Some days when you’re feeling happy and enjoying life, you feel guilty cause that precious part of you is not enjoying it with you. And then there are family photos that never feel complete! Jealousy comes and goes as other children your child’s age hit birthdays and landmarks in their lives. Not that you wish they weren’t, only that your child could also!
Oh, and the feeling of gratitude that comes when someone remembers your child, or tells a memory of them out of nowhere. Makes you feel like a proud mother again because you are, you just can’t express that like you used to! No one can feel your individual hurt, or tell you everything will get “better”! At the end of the days, or months or years, you still ache for your baby! You still wait with great anticipation for that day you can hold your child again.

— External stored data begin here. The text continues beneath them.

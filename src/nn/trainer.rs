//! Epoch loop over a fixed sample set

use serde::{Deserialize, Serialize};
use tracing::{debug, info};

use crate::{
    Result,
    error::Error,
    nn::{Activation, NeuralNet},
    ports::EpochObserver,
};

/// One regression example.
#[derive(Debug, Clone, PartialEq, Serialize, Deserialize)]
pub struct Sample {
    pub input: Vec<f64>,
    pub target: Vec<f64>,
}

impl Sample {
    pub fn new(input: Vec<f64>, target: Vec<f64>) -> Self {
        Self { input, target }
    }
}

/// How the per-epoch error is reported.
#[derive(Debug, Clone, Copy, PartialEq, Eq, Default, Serialize, Deserialize)]
#[serde(rename_all = "snake_case")]
pub enum ErrorMetric {
    /// Σ (t − y)² over every sample and output
    #[default]
    SumSquared,
    /// `sqrt(Σ (t − y)² / n)` over every sample and output
    Rms,
}

impl ErrorMetric {
    fn finish(self, squared_sum: f64, count: usize) -> f64 {
        match self {
            ErrorMetric::SumSquared => squared_sum,
            ErrorMetric::Rms if count == 0 => 0.0,
            ErrorMetric::Rms => (squared_sum / count as f64).sqrt(),
        }
    }
}

#[derive(Debug, Clone, PartialEq, Serialize, Deserialize)]
#[serde(default)]
pub struct TrainerConfig {
    pub max_epochs: usize,
    /// Training stops once the epoch error is at or below this value
    pub target_error: f64,
    pub metric: ErrorMetric,
}

impl Default for TrainerConfig {
    fn default() -> Self {
        Self {
            max_epochs: 10_000,
            target_error: 0.05,
            metric: ErrorMetric::SumSquared,
        }
    }
}

impl TrainerConfig {
    pub fn with_max_epochs(mut self, epochs: usize) -> Self {
        self.max_epochs = epochs;
        self
    }

    pub fn with_target_error(mut self, target: f64) -> Self {
        self.target_error = target;
        self
    }

    pub fn with_metric(mut self, metric: ErrorMetric) -> Self {
        self.metric = metric;
        self
    }

    pub fn validate(&self) -> Result<()> {
        if self.max_epochs == 0 {
            return Err(Error::invalid_config("max epochs must be at least 1"));
        }
        if !(self.target_error.is_finite() && self.target_error >= 0.0) {
            return Err(Error::invalid_config(format!(
                "target error must be non-negative, got {}",
                self.target_error
            )));
        }
        Ok(())
    }
}

/// Outcome of a training run.
#[derive(Debug, Clone, PartialEq, Serialize, Deserialize)]
pub struct TrainingReport {
    /// Epochs actually run
    pub epochs: usize,
    pub final_error: f64,
    pub converged: bool,
    /// Error after each epoch, in order
    pub errors: Vec<f64>,
}

/// Runs epochs of [`NeuralNet::train`] until the error target is met.
#[derive(Debug, Clone, Default)]
pub struct Trainer {
    config: TrainerConfig,
}

impl Trainer {
    pub fn new(config: TrainerConfig) -> Result<Self> {
        config.validate()?;
        Ok(Self { config })
    }

    pub fn config(&self) -> &TrainerConfig {
        &self.config
    }

    /// Present every sample once and return the epoch error.
    ///
    /// The error is measured on the outputs produced during the pass, before
    /// each sample's own update.
    pub fn run_epoch(&self, net: &mut NeuralNet, samples: &[Sample]) -> Result<f64> {
        let mut squared_sum = 0.0;
        let mut count = 0;
        for sample in samples {
            let output = net.train(&sample.input, &sample.target)?;
            for (y, t) in output.iter().zip(&sample.target) {
                squared_sum += (t - y).powi(2);
                count += 1;
            }
        }
        net.end_epoch();
        Ok(self.config.metric.finish(squared_sum, count))
    }

    pub fn fit(&self, net: &mut NeuralNet, samples: &[Sample]) -> Result<TrainingReport> {
        self.fit_with_observers(net, samples, &mut [])
    }

    /// Train while `epoch <= max_epochs` and the error is above target.
    pub fn fit_with_observers(
        &self,
        net: &mut NeuralNet,
        samples: &[Sample],
        observers: &mut [&mut dyn EpochObserver],
    ) -> Result<TrainingReport> {
        for observer in observers.iter_mut() {
            observer.on_training_start(self.config.max_epochs)?;
        }

        let mut errors = Vec::new();
        let mut error = f64::INFINITY;
        while errors.len() < self.config.max_epochs && error > self.config.target_error {
            error = self.run_epoch(net, samples)?;
            errors.push(error);
            let epoch = errors.len();
            if epoch % 1000 == 0 {
                debug!(epoch, error, "training");
            }
            for observer in observers.iter_mut() {
                observer.on_epoch_end(epoch, error)?;
            }
        }

        let report = TrainingReport {
            epochs: errors.len(),
            final_error: error,
            converged: error <= self.config.target_error,
            errors,
        };
        info!(
            epochs = report.epochs,
            final_error = report.final_error,
            converged = report.converged,
            "training finished"
        );
        for observer in observers.iter_mut() {
            observer.on_training_end(&report)?;
        }
        Ok(report)
    }
}

/// The four XOR patterns encoded for `activation`: `{0, 1}` when unipolar,
/// `{-1, 1}` when bipolar.
pub fn xor_patterns(activation: Activation) -> Vec<Sample> {
    let (low, high) = activation.range();
    [(false, false), (false, true), (true, false), (true, true)]
        .into_iter()
        .map(|(a, b)| {
            let level = |bit: bool| if bit { high } else { low };
            Sample::new(vec![level(a), level(b)], vec![level(a ^ b)])
        })
        .collect()
}

#[cfg(test)]
mod tests {
    use super::*;
    use crate::nn::NetworkConfig;

    #[derive(Default)]
    struct Recorder {
        started: Option<usize>,
        epochs: Vec<usize>,
        finished: bool,
    }

    impl EpochObserver for Recorder {
        fn on_training_start(&mut self, max_epochs: usize) -> Result<()> {
            self.started = Some(max_epochs);
            Ok(())
        }

        fn on_epoch_end(&mut self, epoch: usize, _error: f64) -> Result<()> {
            self.epochs.push(epoch);
            Ok(())
        }

        fn on_training_end(&mut self, _report: &TrainingReport) -> Result<()> {
            self.finished = true;
            Ok(())
        }
    }

    #[test]
    fn test_xor_patterns() {
        let unipolar = xor_patterns(Activation::Unipolar);
        assert_eq!(unipolar[1], Sample::new(vec![0.0, 1.0], vec![1.0]));
        assert_eq!(unipolar[3].target, vec![0.0]);

        let bipolar = xor_patterns(Activation::Bipolar);
        assert_eq!(bipolar[0], Sample::new(vec![-1.0, -1.0], vec![-1.0]));
        assert_eq!(bipolar[2].target, vec![1.0]);
    }

    #[test]
    fn test_metrics() {
        assert_eq!(ErrorMetric::SumSquared.finish(2.0, 4), 2.0);
        assert!((ErrorMetric::Rms.finish(4.0, 4) - 1.0).abs() < 1e-12);
        assert_eq!(ErrorMetric::Rms.finish(0.0, 0), 0.0);
    }

    #[test]
    fn test_epoch_cap_and_observer_sequence() {
        let mut net = NeuralNet::new(NetworkConfig::default().with_seed(3)).unwrap();
        let trainer = Trainer::new(
            TrainerConfig::default()
                .with_max_epochs(5)
                .with_target_error(0.0),
        )
        .unwrap();
        let mut recorder = Recorder::default();
        let report = trainer
            .fit_with_observers(&mut net, &xor_patterns(Activation::Unipolar), &mut [&mut recorder])
            .unwrap();
        assert_eq!(report.epochs, 5);
        assert_eq!(report.errors.len(), 5);
        assert!(!report.converged);
        assert_eq!(recorder.started, Some(5));
        assert_eq!(recorder.epochs, vec![1, 2, 3, 4, 5]);
        assert!(recorder.finished);
    }

    #[test]
    fn test_loose_target_stops_after_first_epoch() {
        let mut net = NeuralNet::new(NetworkConfig::default().with_seed(3)).unwrap();
        let trainer = Trainer::new(TrainerConfig::default().with_target_error(100.0)).unwrap();
        let report = trainer.fit(&mut net, &xor_patterns(Activation::Unipolar)).unwrap();
        assert_eq!(report.epochs, 1);
        assert!(report.converged);
    }

    #[test]
    fn test_invalid_config() {
        assert!(Trainer::new(TrainerConfig::default().with_max_epochs(0)).is_err());
        assert!(Trainer::new(TrainerConfig::default().with_target_error(-1.0)).is_err());
    }
}
//! Structural state-action keys

use std::fmt;

use serde::{Deserialize, Serialize};

/// A quantized state followed by one trailing action ordinal.
///
/// Equality and hashing are structural over the integer components, so a
/// key rebuilt from the same observation always addresses the same entry.
#[derive(Debug, Clone, PartialEq, Eq, Hash, PartialOrd, Ord, Serialize, Deserialize)]
pub struct StateActionKey(Vec<i32>);

impl StateActionKey {
    /// Build a key from raw components; the last component is the action.
    pub fn new(components: Vec<i32>) -> Self {
        Self(components)
    }

    pub fn from_parts(state: &[i32], action: i32) -> Self {
        let mut components = Vec::with_capacity(state.len() + 1);
        components.extend_from_slice(state);
        components.push(action);
        Self(components)
    }

    pub fn components(&self) -> &[i32] {
        &self.0
    }

    /// State part of the key, without the action.
    pub fn state(&self) -> &[i32] {
        match self.0.split_last() {
            Some((_, state)) => state,
            None => &[],
        }
    }

    pub fn action(&self) -> Option<i32> {
        self.0.last().copied()
    }

    /// Total number of components, action included.
    pub fn arity(&self) -> usize {
        self.0.len()
    }
}

impl fmt::Display for StateActionKey {
    fn fmt(&self, f: &mut fmt::Formatter<'_>) -> fmt::Result {
        let mut first = true;
        for component in &self.0 {
            if !first {
                f.write_str(",")?;
            }
            write!(f, "{component}")?;
            first = false;
        }
        Ok(())
    }
}
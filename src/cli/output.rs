//! Output formatting for CLI reports

/// Print a section header
pub fn print_section(title: &str) {
    println!("\n{}", "=".repeat(60));
    println!("{title}");
    println!("{}", "=".repeat(60));
}

/// Print a subsection header
pub fn print_subsection(title: &str) {
    println!("\n{title}");
    println!("{}", "-".repeat(40));
}

/// Format a number with thousands separators
pub fn format_number(n: usize) -> String {
    let s = n.to_string();
    let mut result = String::new();
    for (i, c) in s.chars().rev().enumerate() {
        if i > 0 && i.is_multiple_of(3) {
            result.insert(0, ',');
        }
        result.insert(0, c);
    }
    result
}

/// Print a key-value pair
pub fn print_kv(key: &str, value: &str) {
    println!("  {:20} {}", format!("{}:", key), value);
}

/// Print a table of key-value pairs
pub fn print_stats_table(stats: &[(&str, String)]) {
    for (key, value) in stats {
        print_kv(key, value);
    }
}
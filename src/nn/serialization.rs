//! Network snapshots
//!
//! A snapshot is the network configuration plus every weight addressed by
//! `(layer, from, to)`. Files ending in `.json` are written as JSON, anything
//! else as MessagePack.

use std::{
    fs::File,
    io::{BufReader, BufWriter, Write},
    path::Path,
};

use anyhow::Context;
use serde::{Deserialize, Serialize};

use crate::{
    Result,
    error::Error,
    nn::{ConnectionWeight, NetworkConfig, NeuralNet},
};

#[derive(Debug, Clone, PartialEq, Serialize, Deserialize)]
pub struct NetworkSnapshot {
    pub version: u32,
    pub config: NetworkConfig,
    pub weights: Vec<ConnectionWeight>,
}

fn is_json(path: &Path) -> bool {
    path.extension()
        .is_some_and(|ext| ext.eq_ignore_ascii_case("json"))
}

impl NetworkSnapshot {
    pub const VERSION: u32 = 1;

    pub fn from_network(net: &NeuralNet) -> Self {
        Self {
            version: Self::VERSION,
            config: net.config().clone(),
            weights: net.weights(),
        }
    }

    /// Rebuild a network with exactly the stored weights.
    pub fn into_network(self) -> Result<NeuralNet> {
        if self.version != Self::VERSION {
            return Err(Error::UnsupportedVersion {
                format: "network snapshot",
                found: self.version,
                expected: Self::VERSION,
            });
        }
        let mut net = NeuralNet::new(self.config)?;
        net.set_weights(&self.weights)?;
        Ok(net)
    }

    pub fn save_to_file<P: AsRef<Path>>(&self, path: P) -> anyhow::Result<()> {
        let path = path.as_ref();
        let file = File::create(path)
            .with_context(|| format!("Failed to create file: {}", path.display()))?;
        self.write_to(file, is_json(path))
            .with_context(|| format!("Failed to write network snapshot: {}", path.display()))
    }

    fn write_to<W: Write>(&self, writer: W, json: bool) -> anyhow::Result<()> {
        let mut writer = BufWriter::new(writer);
        if json {
            serde_json::to_writer_pretty(&mut writer, self)
                .context("Failed to serialize network snapshot")?;
        } else {
            rmp_serde::encode::write(&mut writer, self)
                .context("Failed to serialize network snapshot")?;
        }
        writer.flush().context("Failed to flush network snapshot")?;
        Ok(())
    }

    pub fn load_from_file<P: AsRef<Path>>(path: P) -> anyhow::Result<Self> {
        let path = path.as_ref();
        let file =
            File::open(path).with_context(|| format!("Failed to open file: {}", path.display()))?;
        let reader = BufReader::new(file);

        if is_json(path) {
            serde_json::from_reader(reader).context("Failed to deserialize network snapshot")
        } else {
            rmp_serde::decode::from_read(reader).context("Failed to deserialize network snapshot")
        }
    }
}

#[cfg(test)]
mod tests {
    use tempfile::tempdir;

    use super::*;
    use crate::nn::{Activation, NetworkConfig};

    fn network() -> NeuralNet {
        NeuralNet::new(
            NetworkConfig::new(3, 5, 2)
                .with_activation(Activation::Bipolar)
                .with_seed(11),
        )
        .unwrap()
    }

    #[test]
    fn test_roundtrip_both_formats() {
        let dir = tempdir().unwrap();
        let net = network();
        let snapshot = NetworkSnapshot::from_network(&net);

        for name in ["net.json", "net.msgpack"] {
            let path = dir.path().join(name);
            snapshot.save_to_file(&path).unwrap();
            let restored = NetworkSnapshot::load_from_file(&path)
                .unwrap()
                .into_network()
                .unwrap();
            assert_eq!(restored.weights(), net.weights());
            assert_eq!(restored.config(), net.config());
            assert_eq!(
                restored.output_for(&[0.1, -0.4, 0.9]).unwrap(),
                net.output_for(&[0.1, -0.4, 0.9]).unwrap()
            );
        }
    }

    struct RejectingSink;

    impl Write for RejectingSink {
        fn write(&mut self, _buf: &[u8]) -> std::io::Result<usize> {
            Err(std::io::Error::other("device full"))
        }

        fn flush(&mut self) -> std::io::Result<()> {
            Ok(())
        }
    }

    #[test]
    fn test_failed_write_is_reported() {
        let snapshot = NetworkSnapshot::from_network(&network());
        for json in [true, false] {
            let err = snapshot.write_to(RejectingSink, json).unwrap_err();
            assert!(format!("{err:#}").contains("device full"), "{err:#}");
        }
    }

    #[test]
    fn test_unknown_version_rejected() {
        let mut snapshot = NetworkSnapshot::from_network(&network());
        snapshot.version = 7;
        assert!(matches!(
            snapshot.into_network(),
            Err(Error::UnsupportedVersion { found: 7, .. })
        ));
    }
}
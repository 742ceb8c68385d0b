//! Tabular temporal-difference learning
//!
//! - [`key`]: structural state-action keys
//! - [`lookup_table`]: the discrete value store, defaulting to zero
//! - [`td`]: the back-step `V(s,a) ← Q + α (r + γ Q' − Q)`
//! - [`serialization`]: CSV and MessagePack table formats
//!
//! ## Usage Example
//!
//! ```no_run
//! use arena_rl::q_learning::{LookupTable, StateActionKey, TdParams, back_step};
//!
//! let mut table = LookupTable::new();
//! let key = StateActionKey::new(vec![2, -1, 0, 1, 0, 1, 3]);
//! let previous_q = table.value_of(&key);
//! back_step(&mut table, &TdParams::default(), &key, previous_q, 0.0, -4.0)?;
//! # Ok::<(), arena_rl::Error>(())
//! ```

pub mod key;
pub mod lookup_table;
pub mod serialization;
pub mod td;

// Public re-exports
pub use key::StateActionKey;
pub use lookup_table::LookupTable;
pub use serialization::{SavedLookupTable, TableRecord, read_csv, write_csv};
pub use td::{TdParams, back_step};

This was my feeling as I lived through yet another year mark of the day my beautiful daughter went home. Ten years this year… and it’s still tough!
October 2004 I became a mother to a beautiful precious little girl. She was my angel from the moment I held her tiny body. I had never felt so much love in all my life! She had beautiful, big, dark eyes and a head full of hair that I could not believe. Her hair grew so fast, I could bob it up and in no time at all it was long again. She would comfort me when I was sad, patting my arm and asking if I was ok. For a 2-year-old, she was so much older and wiser! She was just the most intoxicating character. So funny and cheeky and loving! She taught me how to be a mum, how to care more and love more and made me more then I was without her special spirt! She loved Disney movies, and LOVED to sing–Oh boy, did she sing! She loved her extended family a lot, and bought happiness with her wherever we took her! She had a little friend toy dog, Digby, that she dragged along everywhere we went. She took such great comfort from that puppy. Now I take comfort from it too!!
It’s too painful to relive the happening of her leaving. I will just tell you she passed from suffering an asthma attack in the early hours of the morning. It was a Tuesday morning. She was 2-years and 4-months old! My heart wrenches with pain at the memory of that day. The days following, I have very little memory at all, it’s all a blur! I wrote poems and letters to her and spent most days sitting next to her grave. Adding anything pink and anything special to the plot because there was nothing else I could do for her. As a mother, as a person, I felt empty!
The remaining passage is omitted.